National Institute of Health and Care Excellence (NICE) has published an updated guidance for diagnosis and management of bipolar disorder.
The updated publication focuses on assessing, recognising and managing bipolar in children, young people and adults.
Attention Deficit Hyperactive Disorder (ADHD) is often clinically observed alongside bipolar in young people, making the new recommendations particularly important for this age group.
Director of the Centre for Clinical Practice, NICE, Professor Mark Baker believes the updated information contains “important advances”.
He said: “Since the publication of the previous NICE guideline in 2006, there have been some important advances in what we know about which treatment approaches are most likely to benefit people with bipolar disorder.
“The guideline has been updated to reflect this new knowledge and sets out the criteria for when patients need to be referred on for specialist psychiatric assessment and treatment. It also sets out the drug treatment options for people with bipolar disorder and emphasises the need to involve the individual patient in treatment decisions.
“The majority of people with the disorder begin to experience symptoms in their teens; however it often goes unrecognised or misdiagnosed for many years. More needs to be done to raise awareness of the condition. This guideline provides information for young people, parents, carers and professionals on the signs to look out for to recognise the condition early and treat it appropriately.”
Representative of the views of service users and carers on the group that developed the guideline, John Carney thinks the guidelines could make a “real difference to people’s lives”.
He said: “Bipolar disorder is linked to trauma which I have had much of during my life, especially during the early years. After being sectioned at the age of 17, I slipped through the system and spent years self-medicating. Had I known that NICE guidelines existed I would have sought the help I needed so badly. Not all of us have support networks but the guidelines can make a real difference to people's lives.
“They provide information on this condition in an easy to understand format, they provide hope for recovery in order to achieve fulfilling lives, they can help alleviate suffering and may save lives and can educate those who know little about this complex but controllable illness."
Consultant psychiatrist and chair of the group that developed the guideline, Professor Richard Morriss said: “Bipolar disorder is more common than is often thought, with 1.4% of the population affected at some point in their lifetime. However, there are effective treatments available and if it is recognised early, through continuing treatment and care, people with bipolar disorder can lead relatively normal and fulfilling lives.
“There have been many developments since the original recommendations were published – we now know more about drug and psychological treatments and their service delivery in adults and adolescents.

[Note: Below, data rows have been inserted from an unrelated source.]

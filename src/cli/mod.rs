mod args;

pub(crate) use args::{CliArgs, parse_cli};
use std::fmt::Write;

use clap::builder::Styles;
use clap::builder::styling::{AnsiColor, Effects};
use ctxmenu::app_dirs;

/// Version banner listing the directories the binary reads and writes.
pub(super) fn long_version() -> &'static str {
	let config_dir = match app_dirs::get_config_dir() {
		Ok(path) => path.display().to_string(),
		Err(err) => format!("unavailable ({err})"),
	};
	let log_file = match app_dirs::default_log_file() {
		Ok(path) => path.display().to_string(),
		Err(err) => format!("unavailable ({err})"),
	};

	let mut details = format!("ctxmenu {}", env!("CARGO_PKG_VERSION"));
	let _ = writeln!(details);
	let _ = writeln!(details, "config directory: {config_dir}");
	let _ = writeln!(details, "log file: {log_file}");

	Box::leak(details.into_boxed_str())
}

pub(super) fn cli_styles() -> Styles {
	Styles::styled()
		.header(AnsiColor::Green.on_default().effects(Effects::BOLD))
		.usage(AnsiColor::Green.on_default().effects(Effects::BOLD))
		.literal(AnsiColor::Cyan.on_default())
		.placeholder(AnsiColor::Yellow.on_default())
}
mod definitions;
mod options;
mod styles;


use clap::Parser;
pub(crate) use definitions::CliArgs;

/// Parse command line arguments into the strongly typed [`CliArgs`] structure.
pub(crate) fn parse_cli() -> CliArgs {
	CliArgs::parse()
}
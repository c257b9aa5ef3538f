use std::io;

use thiserror::Error;

/// Failures while moving events and requests across the host boundary.
#[derive(Debug, Error)]
pub enum BridgeError {
	/// An inbound line could not be decoded into a known event.
	#[error("malformed host event: {source}")]
	Decode {
		#[source]
		source: serde_json::Error,
	},

	/// An outbound request could not be encoded.
	#[error("failed to encode host request: {source}")]
	Encode {
		#[source]
		source: serde_json::Error,
	},

	#[error("host transport error: {0}")]
	Io(#[from] io::Error),
}
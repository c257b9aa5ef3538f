//! Tracing subscriber setup.
//!
//! The terminal belongs to the menu while it runs, so log lines go to a file.
//! Filter directives are taken from `CTXMENU_LOG_FILTER`, then `RUST_LOG`, then the
//! configured level.

use std::fs::{self, OpenOptions};
use std::path::{Path, PathBuf};
use std::sync::Mutex;

use anyhow::{Context, Result, anyhow};
use tracing::Level;
use tracing_subscriber::EnvFilter;
use tracing_subscriber::fmt;
use tracing_subscriber::prelude::*;

const LOG_ENV: &str = "CTXMENU_LOG_FILTER";

/// Where and how verbosely to log.
#[derive(Debug, Clone, PartialEq, Eq)]
pub struct LogOptions {
	pub level: Level,
	pub file: Option<PathBuf>,
}

impl Default for LogOptions {
	fn default() -> Self {
		Self {
			level: Level::WARN,
			file: None,
		}
	}
}

/// Parse a level name as written in configuration files.
pub fn parse_level(value: &str) -> Result<Level> {
	value
		.trim()
		.parse::<Level>()
		.map_err(|_| anyhow!("unknown log level '{}'", value.trim()))
}

/// Install the global subscriber. Without a log file nothing is installed.
pub fn initialize(options: &LogOptions) -> Result<()> {
	let Some(path) = options.file.as_deref() else {
		return Ok(());
	};
	let file = open_log_file(path)?;

	let layer = fmt::layer()
		.with_writer(Mutex::new(file))
		.with_ansi(false)
		.with_target(true)
		.with_level(true);

	tracing_subscriber::registry()
		.with(build_env_filter(options.level))
		.with(layer)
		.try_init()
		.map_err(|err| anyhow!("failed to install log subscriber: {err}"))
}

fn open_log_file(path: &Path) -> Result<fs::File> {
	if let Some(parent) = path.parent().filter(|parent| !parent.as_os_str().is_empty()) {
		fs::create_dir_all(parent)
			.with_context(|| format!("failed to create log directory {}", parent.display()))?;
	}
	OpenOptions::new()
		.create(true)
		.append(true)
		.open(path)
		.with_context(|| format!("failed to open log file {}", path.display()))
}

fn build_env_filter(level: Level) -> EnvFilter {
	if let Ok(directives) = std::env::var(LOG_ENV)
		&& let Ok(filter) = EnvFilter::try_new(&directives)
	{
		return filter;
	}

	if let Ok(filter) = EnvFilter::try_from_default_env() {
		return filter;
	}

	EnvFilter::new(level.as_str())
}

#[cfg(test)]
mod tests {
	use super::*;

	#[test]
	fn level_names_parse_case_insensitively() {
		assert_eq!(parse_level("debug").unwrap(), Level::DEBUG);
		assert_eq!(parse_level(" WARN ").unwrap(), Level::WARN);
		assert!(parse_level("loud").is_err());
	}

	#[test]
	fn log_file_parent_is_created() {
		let dir = tempfile::tempdir().unwrap();
		let path = dir.path().join("nested").join("ctxmenu.log");
		open_log_file(&path).unwrap();
		assert!(path.exists());
	}
}
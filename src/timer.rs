//! Single-slot deferred continuations polled from the event loop.
//!
//! A [`Timer`] holds at most one pending value together with the instant it
//! becomes due. Scheduling a new value cancels whatever was pending, which is
//! the behaviour both the search debounce and the fade-out grace period need.

use std::time::Instant;

#[derive(Debug)]
struct Scheduled<T> {
	due: Instant,
	value: T,
}

/// A cancellable scheduled callback payload.
#[derive(Debug)]
pub struct Timer<T> {
	pending: Option<Scheduled<T>>,
}

impl<T> Default for Timer<T> {
	fn default() -> Self {
		Self { pending: None }
	}
}

impl<T> Timer<T> {
	pub fn new() -> Self {
		Self::default()
	}

	/// Schedule `value` to become due at `due`, returning the value that was
	/// cancelled to make room for it.
	pub fn schedule(&mut self, due: Instant, value: T) -> Option<T> {
		self.pending
			.replace(Scheduled { due, value })
			.map(|cancelled| cancelled.value)
	}

	pub fn cancel(&mut self) -> Option<T> {
		self.pending.take().map(|cancelled| cancelled.value)
	}

	pub fn is_pending(&self) -> bool {
		self.pending.is_some()
	}

	pub fn deadline(&self) -> Option<Instant> {
		self.pending.as_ref().map(|scheduled| scheduled.due)
	}

	/// Remove and return the pending value once `now` has reached its deadline.
	pub fn take_due(&mut self, now: Instant) -> Option<T> {
		match &self.pending {
			Some(scheduled) if scheduled.due <= now => self.cancel(),
			_ => None,
		}
	}
}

We have also highlighted the support offered to carers as a key priority in the new guideline and what can be done to improve the physical and mental health of people with bipolar disorder.”
The recommendations include:
1. Care for adults, children and young people across all phases of bipolar
Support for carers of people with bipolar disorder
An important step in the early stages is agreeing the way in which information is shared between the person with bipolar and the carer.
Emphasis should be placed on confidentiality, the importance of sharing information and the carer understanding the patient’s perspective
2. Management of bipolar disorder in adults
Management of depression
Specifically tailored treatment options for bipolar disorder should be offered to the patient, with an evidence-based manual describing how the therapy should be delivered.
High-intensity psychological interventions should also be accessible, which include cognitive behavioural therapy, interpersonal therapy or behavioural couples therapy.
Monitor mood of patient for signs of hypomania or deterioration of depressive symptoms.
Patients that develop moderate to severe and is not currently taking a drug, offer fluoxetine combined with olanzapine, or quetiapine on its own, depending on person’s preference and response to the treatment
Alternatively, olanzapine or can lamotrigine can both be considered on their own, depending on the person’s preference.
3. Longer-term treatment in adults:
Specifically designed psychological interventions for bipolar disorder should made available to prevent relapse, or, for people with persisting symptoms between manic and depressive episodes.
Note which drugs have been effective during episodes and discuss whether the patient would like to continue the treatment or switch to lithium, which is considered the most efficacious long-term drug.